How alkaline the soil is basically has no influence on the plant, but through just one factor: nutrient availability. And all of those are micronutrients, so as long as you make sure those are taken are of, there is no problem. Of course, foliar, as Shule said, is good, but alot of work, and imo it doesn't really work as well as advertised.

So first thing is to identify if you do have micronutrient problems. Zinc, Iron, Manganese, this is the deadly trio of alkalinity. I put Zinc first, because it is probably the one that would limit crop the most and also not so easy to fix.
Iron is easy to identify and also fix: just buy some eddha, apply from time to time with watering and that's it.
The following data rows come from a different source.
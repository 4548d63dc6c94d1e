//! Observability for the gateway
//!
//! Installs the global `tracing` subscriber. Output is either human-readable
//! text or one JSON object per event. `RUST_LOG`, when set, overrides the
//! configured level.

use tracing_subscriber::EnvFilter;

use crate::config::{LogConfig, LogFormat};

/// Build the filter from `RUST_LOG`, falling back to `config.level`
pub fn env_filter(config: &LogConfig) -> EnvFilter {
    EnvFilter::try_from_default_env()
        .or_else(|_| EnvFilter::try_new(&config.level))
        .unwrap_or_else(|_| EnvFilter::new("info"))
}

/// Install the global subscriber
///
/// Fails if a subscriber is already installed.
pub fn init(config: &LogConfig) -> Result<(), String> {
    let builder = tracing_subscriber::fmt().with_env_filter(env_filter(config));

    let result = match config.format {
        LogFormat::Text => builder.try_init(),
        LogFormat::Json => builder.json().flatten_event(true).try_init(),
    };

    result.map_err(|e| e.to_string())
}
Zinc will limit you through the leaf size, huge factor, since big leaves mean lots of photosynthesis. Small leaves, some interveinal chlorosis, short internodes, these are the classic symptoms of zinc deficiency, and the effect will usually appear in waves, and then a recovery. For example, early season, lots of new small fruit, suddenly the Zinc requirements go up, the plant makes small leaves up top, cholorsis appears. When that first batch is now grown, not necessarily ripe yet, there will be a recovery, leaves are sizing up again, you can clearly see how the new leaves are bigger than the intermediate ones. This is classic zinc. Very very common, much more than people realize (in any soil).
Manganese is more tricky, if you have the other two you also can just assume you have this one as well.

But there is an easy cheating fix, as long as pH is not too extreme. Humic acids. Just make sure you have new organic matter added every autumn and mixed in to a depth of at least 10cm, in the form of manure, compost, etc, and the chelating effect of these will pretty much solve your problems and make these elements available to the plant. Also add some sulfur at that time every year, even if it's just the top layer of the soil with good pH, it should be enough to help the micronutrient requirements of the plant.